### Task statement
Would you please retype, exactly, the lines of the listing below between the line with "for fake in" and the line with "assert!(first.is_closed());", inclusive?

### Data

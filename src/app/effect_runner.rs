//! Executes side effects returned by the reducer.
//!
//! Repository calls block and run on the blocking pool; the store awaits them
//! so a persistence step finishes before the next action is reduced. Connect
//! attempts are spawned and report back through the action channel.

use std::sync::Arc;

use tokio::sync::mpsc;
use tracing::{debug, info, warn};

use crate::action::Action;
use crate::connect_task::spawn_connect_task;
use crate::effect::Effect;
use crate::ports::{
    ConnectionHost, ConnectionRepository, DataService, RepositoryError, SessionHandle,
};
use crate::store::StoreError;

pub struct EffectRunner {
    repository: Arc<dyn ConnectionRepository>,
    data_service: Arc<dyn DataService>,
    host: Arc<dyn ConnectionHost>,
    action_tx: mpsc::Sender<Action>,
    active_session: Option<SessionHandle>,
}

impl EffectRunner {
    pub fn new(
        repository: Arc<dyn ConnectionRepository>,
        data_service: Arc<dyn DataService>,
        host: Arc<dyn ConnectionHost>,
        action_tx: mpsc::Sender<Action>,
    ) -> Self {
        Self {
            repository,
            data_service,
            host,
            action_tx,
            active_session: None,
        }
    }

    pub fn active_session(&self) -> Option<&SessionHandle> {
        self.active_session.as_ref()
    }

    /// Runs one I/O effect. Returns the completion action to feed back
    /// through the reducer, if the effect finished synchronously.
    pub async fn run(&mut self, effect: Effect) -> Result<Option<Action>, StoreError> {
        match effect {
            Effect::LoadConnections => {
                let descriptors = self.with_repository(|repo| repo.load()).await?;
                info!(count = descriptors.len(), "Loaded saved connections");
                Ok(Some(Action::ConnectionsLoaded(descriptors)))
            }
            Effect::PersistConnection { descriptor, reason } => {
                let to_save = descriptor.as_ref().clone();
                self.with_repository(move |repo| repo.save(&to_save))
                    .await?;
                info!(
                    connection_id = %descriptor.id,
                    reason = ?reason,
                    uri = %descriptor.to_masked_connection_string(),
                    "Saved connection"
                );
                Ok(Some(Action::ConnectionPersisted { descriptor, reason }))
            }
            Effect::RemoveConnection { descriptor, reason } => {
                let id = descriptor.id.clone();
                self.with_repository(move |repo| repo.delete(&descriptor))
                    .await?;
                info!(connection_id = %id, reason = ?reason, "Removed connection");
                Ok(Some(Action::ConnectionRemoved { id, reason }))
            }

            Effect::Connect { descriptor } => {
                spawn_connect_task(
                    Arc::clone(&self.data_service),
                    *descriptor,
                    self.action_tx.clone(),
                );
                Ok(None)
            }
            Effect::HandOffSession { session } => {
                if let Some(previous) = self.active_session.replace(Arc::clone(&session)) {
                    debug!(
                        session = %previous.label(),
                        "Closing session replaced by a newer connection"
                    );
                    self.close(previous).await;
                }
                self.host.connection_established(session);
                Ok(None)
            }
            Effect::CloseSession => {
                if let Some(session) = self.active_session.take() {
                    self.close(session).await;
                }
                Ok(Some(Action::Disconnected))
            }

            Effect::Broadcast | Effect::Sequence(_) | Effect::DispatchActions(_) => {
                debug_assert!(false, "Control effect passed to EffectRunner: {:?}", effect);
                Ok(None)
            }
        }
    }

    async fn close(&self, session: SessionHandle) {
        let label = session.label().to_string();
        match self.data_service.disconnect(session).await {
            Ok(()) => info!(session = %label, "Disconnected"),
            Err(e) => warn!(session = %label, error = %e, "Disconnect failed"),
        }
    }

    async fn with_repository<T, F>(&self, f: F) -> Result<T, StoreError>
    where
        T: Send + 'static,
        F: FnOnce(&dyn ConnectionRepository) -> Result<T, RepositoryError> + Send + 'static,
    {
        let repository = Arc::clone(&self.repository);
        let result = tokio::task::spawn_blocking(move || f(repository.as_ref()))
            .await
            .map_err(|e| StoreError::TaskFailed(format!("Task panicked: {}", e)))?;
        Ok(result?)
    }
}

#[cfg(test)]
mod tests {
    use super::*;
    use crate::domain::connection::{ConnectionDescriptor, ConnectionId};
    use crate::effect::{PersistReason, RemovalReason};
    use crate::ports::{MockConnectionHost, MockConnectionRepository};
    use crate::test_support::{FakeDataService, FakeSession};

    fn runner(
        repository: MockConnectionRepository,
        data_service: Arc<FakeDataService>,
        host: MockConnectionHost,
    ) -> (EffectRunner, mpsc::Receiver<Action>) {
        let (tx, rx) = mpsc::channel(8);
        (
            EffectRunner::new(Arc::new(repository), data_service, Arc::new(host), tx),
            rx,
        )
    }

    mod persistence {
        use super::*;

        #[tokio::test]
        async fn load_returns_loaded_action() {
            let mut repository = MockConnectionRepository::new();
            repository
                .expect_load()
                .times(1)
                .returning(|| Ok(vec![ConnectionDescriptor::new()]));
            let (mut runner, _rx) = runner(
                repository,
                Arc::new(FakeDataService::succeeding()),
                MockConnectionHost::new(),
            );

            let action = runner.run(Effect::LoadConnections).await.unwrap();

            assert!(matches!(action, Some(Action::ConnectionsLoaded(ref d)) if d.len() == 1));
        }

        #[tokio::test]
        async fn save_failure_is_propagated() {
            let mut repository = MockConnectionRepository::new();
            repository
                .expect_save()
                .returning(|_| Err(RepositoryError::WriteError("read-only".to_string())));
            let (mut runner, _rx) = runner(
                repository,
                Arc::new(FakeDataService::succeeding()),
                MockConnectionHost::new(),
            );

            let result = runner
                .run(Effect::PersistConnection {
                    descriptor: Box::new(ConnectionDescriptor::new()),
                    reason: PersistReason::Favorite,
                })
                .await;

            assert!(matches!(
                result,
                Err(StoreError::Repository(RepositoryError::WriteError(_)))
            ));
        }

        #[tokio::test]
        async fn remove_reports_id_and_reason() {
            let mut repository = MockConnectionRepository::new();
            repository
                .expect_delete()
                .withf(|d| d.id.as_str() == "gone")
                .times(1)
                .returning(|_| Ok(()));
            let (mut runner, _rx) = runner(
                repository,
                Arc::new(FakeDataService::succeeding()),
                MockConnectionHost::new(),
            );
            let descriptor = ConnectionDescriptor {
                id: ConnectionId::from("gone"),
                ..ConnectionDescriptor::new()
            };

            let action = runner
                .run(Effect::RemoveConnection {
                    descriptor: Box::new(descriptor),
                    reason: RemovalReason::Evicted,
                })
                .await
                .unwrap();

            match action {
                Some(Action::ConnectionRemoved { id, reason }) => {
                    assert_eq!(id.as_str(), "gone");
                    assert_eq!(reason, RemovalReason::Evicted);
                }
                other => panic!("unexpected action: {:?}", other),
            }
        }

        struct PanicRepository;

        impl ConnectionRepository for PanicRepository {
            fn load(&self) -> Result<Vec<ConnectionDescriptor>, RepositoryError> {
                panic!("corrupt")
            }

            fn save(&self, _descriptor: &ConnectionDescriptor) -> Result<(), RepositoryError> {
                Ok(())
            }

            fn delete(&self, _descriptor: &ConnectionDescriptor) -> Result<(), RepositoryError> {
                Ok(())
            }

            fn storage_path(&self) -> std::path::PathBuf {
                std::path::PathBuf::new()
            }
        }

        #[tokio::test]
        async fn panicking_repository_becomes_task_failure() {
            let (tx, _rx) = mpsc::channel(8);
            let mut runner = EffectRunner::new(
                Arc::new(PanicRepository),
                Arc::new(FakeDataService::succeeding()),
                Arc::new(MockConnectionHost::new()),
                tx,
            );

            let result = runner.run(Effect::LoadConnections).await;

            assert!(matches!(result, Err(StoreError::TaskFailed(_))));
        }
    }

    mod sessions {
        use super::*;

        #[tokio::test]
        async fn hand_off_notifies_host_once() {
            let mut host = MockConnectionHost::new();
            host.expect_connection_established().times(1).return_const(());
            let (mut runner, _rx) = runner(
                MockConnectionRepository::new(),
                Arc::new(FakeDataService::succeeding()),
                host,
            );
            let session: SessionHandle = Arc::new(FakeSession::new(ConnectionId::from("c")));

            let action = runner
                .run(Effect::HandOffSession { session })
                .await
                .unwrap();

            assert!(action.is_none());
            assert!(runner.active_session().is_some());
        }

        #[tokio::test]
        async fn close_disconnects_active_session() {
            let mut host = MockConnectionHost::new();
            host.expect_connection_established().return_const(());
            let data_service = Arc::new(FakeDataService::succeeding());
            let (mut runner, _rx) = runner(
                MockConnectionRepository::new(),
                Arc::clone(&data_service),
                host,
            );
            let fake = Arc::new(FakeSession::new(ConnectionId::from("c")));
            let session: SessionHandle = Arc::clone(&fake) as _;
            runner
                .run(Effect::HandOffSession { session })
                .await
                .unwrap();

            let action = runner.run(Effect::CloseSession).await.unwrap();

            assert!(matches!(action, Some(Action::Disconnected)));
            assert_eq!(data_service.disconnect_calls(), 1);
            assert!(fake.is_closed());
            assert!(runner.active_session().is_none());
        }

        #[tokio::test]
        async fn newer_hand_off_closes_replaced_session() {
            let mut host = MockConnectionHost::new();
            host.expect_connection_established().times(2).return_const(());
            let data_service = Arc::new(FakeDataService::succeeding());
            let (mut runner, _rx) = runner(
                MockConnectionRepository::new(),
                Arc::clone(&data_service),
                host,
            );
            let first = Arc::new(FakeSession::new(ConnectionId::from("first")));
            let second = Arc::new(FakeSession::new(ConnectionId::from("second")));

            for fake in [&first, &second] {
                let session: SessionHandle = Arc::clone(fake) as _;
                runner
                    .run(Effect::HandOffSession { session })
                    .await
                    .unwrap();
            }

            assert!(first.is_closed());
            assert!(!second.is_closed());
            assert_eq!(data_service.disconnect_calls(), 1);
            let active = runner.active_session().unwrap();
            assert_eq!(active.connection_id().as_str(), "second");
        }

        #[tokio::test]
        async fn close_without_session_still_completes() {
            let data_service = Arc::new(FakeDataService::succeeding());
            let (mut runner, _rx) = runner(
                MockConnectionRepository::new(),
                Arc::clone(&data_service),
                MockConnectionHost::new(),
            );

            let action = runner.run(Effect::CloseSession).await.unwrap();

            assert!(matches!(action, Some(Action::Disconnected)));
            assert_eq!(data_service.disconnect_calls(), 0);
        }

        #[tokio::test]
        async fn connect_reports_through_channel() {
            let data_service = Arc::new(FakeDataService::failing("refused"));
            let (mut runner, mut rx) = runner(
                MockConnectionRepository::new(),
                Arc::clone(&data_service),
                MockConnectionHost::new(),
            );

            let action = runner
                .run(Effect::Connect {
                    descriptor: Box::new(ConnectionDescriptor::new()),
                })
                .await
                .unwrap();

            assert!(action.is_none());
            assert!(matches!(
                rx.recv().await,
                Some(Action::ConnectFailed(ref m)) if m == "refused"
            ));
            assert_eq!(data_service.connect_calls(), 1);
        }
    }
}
---
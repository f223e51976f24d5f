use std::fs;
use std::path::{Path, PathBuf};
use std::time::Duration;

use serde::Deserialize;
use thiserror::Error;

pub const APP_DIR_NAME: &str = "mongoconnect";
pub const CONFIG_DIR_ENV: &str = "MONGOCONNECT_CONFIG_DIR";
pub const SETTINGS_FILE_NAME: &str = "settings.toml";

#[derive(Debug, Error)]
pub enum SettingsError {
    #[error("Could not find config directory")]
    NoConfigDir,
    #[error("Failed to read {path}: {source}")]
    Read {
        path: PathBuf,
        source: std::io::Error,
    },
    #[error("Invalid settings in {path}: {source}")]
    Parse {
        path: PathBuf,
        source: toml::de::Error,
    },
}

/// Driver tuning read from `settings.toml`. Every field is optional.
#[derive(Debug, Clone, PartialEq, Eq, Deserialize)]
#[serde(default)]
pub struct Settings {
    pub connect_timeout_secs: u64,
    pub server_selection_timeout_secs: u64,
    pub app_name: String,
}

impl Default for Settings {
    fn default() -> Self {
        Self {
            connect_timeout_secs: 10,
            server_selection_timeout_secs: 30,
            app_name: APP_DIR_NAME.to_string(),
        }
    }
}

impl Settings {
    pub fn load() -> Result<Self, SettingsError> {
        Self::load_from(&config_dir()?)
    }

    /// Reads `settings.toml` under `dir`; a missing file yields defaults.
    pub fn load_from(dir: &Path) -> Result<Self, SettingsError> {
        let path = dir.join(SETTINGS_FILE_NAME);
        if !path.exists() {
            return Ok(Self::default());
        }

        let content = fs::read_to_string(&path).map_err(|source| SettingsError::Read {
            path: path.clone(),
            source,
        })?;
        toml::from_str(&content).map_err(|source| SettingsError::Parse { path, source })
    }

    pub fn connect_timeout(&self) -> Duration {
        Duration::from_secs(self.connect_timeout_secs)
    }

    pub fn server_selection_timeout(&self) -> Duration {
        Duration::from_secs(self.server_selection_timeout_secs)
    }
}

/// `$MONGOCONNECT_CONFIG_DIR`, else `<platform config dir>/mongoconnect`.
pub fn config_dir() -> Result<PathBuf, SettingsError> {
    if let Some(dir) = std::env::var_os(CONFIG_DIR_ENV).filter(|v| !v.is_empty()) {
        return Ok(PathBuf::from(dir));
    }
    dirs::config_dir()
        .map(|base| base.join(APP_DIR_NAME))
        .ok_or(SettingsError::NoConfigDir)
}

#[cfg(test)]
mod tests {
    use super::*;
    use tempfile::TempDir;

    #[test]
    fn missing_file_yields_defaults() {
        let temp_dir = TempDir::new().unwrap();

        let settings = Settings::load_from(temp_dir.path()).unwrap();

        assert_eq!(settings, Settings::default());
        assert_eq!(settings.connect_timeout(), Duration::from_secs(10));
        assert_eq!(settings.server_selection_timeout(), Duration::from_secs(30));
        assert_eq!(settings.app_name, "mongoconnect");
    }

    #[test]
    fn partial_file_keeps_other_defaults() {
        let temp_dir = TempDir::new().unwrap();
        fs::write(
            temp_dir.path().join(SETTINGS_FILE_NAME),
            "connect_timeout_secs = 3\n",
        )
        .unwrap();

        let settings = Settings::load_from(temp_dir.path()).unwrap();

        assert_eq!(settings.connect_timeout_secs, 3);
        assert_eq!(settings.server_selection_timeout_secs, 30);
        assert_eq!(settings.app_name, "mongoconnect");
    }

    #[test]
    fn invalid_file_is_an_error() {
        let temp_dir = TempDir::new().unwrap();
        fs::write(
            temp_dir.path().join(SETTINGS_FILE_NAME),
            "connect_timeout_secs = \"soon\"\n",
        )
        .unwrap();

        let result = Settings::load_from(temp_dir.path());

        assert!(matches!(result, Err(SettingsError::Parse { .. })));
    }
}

### Response to the task
            for fake in [&first, &second] {
                let session: SessionHandle = Arc::clone(fake) as _;
                runner
                    .run(Effect::HandOffSession { session })
                    .await
                    .unwrap();
            }

            assert!(first.is_closed());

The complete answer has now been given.